** Task item **
Take every line from the listing below that includes "UNITS" and copy it.
======== Provided information
//! Progress indicators for the ontology download

use indicatif::{ProgressBar, ProgressStyle};

/// Byte progress bar when the size is known, spinner otherwise
pub fn create_download_progress(size: Option<u64>, message: &str) -> ProgressBar {
    let pb = match size {
        Some(size) => {
            let pb = ProgressBar::new(size);
            if let Ok(style) = ProgressStyle::default_bar().template(
                "{msg}\n{spinner:.green} [{elapsed_precise}] [{wide_bar:.cyan/blue}] {bytes}/{total_bytes} ({eta})",
            ) {
                pb.set_style(style.progress_chars("#>-"));
            }
            pb
        },
        None => {
            let pb = ProgressBar::new_spinner();
            if let Ok(style) = ProgressStyle::default_spinner().template("{spinner:.green} {msg} {bytes}") {
                pb.set_style(style);
            }
            pb
        },
    };
    pb.set_message(message.to_string());
    pb
}

/// Format bytes into human-readable string
pub fn format_bytes(bytes: u64) -> String {
    const UNITS: &[&str] = &["B", "KB", "MB", "GB"];
    let mut size = bytes as f64;
    let mut unit_idx = 0;

    while size >= 1024.0 && unit_idx < UNITS.len() - 1 {
        size /= 1024.0;
        unit_idx += 1;
    }

    if unit_idx == 0 {
        format!("{} {}", bytes, UNITS[unit_idx])
    } else {
        format!("{:.2} {}", size, UNITS[unit_idx])
    }
}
================
** Answer to this exercise **
    const UNITS: &[&str] = &["B", "KB", "MB", "GB"];
    while size >= 1024.0 && unit_idx < UNITS.len() - 1 {
        format!("{} {}", bytes, UNITS[unit_idx])
        format!("{:.2} {}", size, UNITS[unit_idx])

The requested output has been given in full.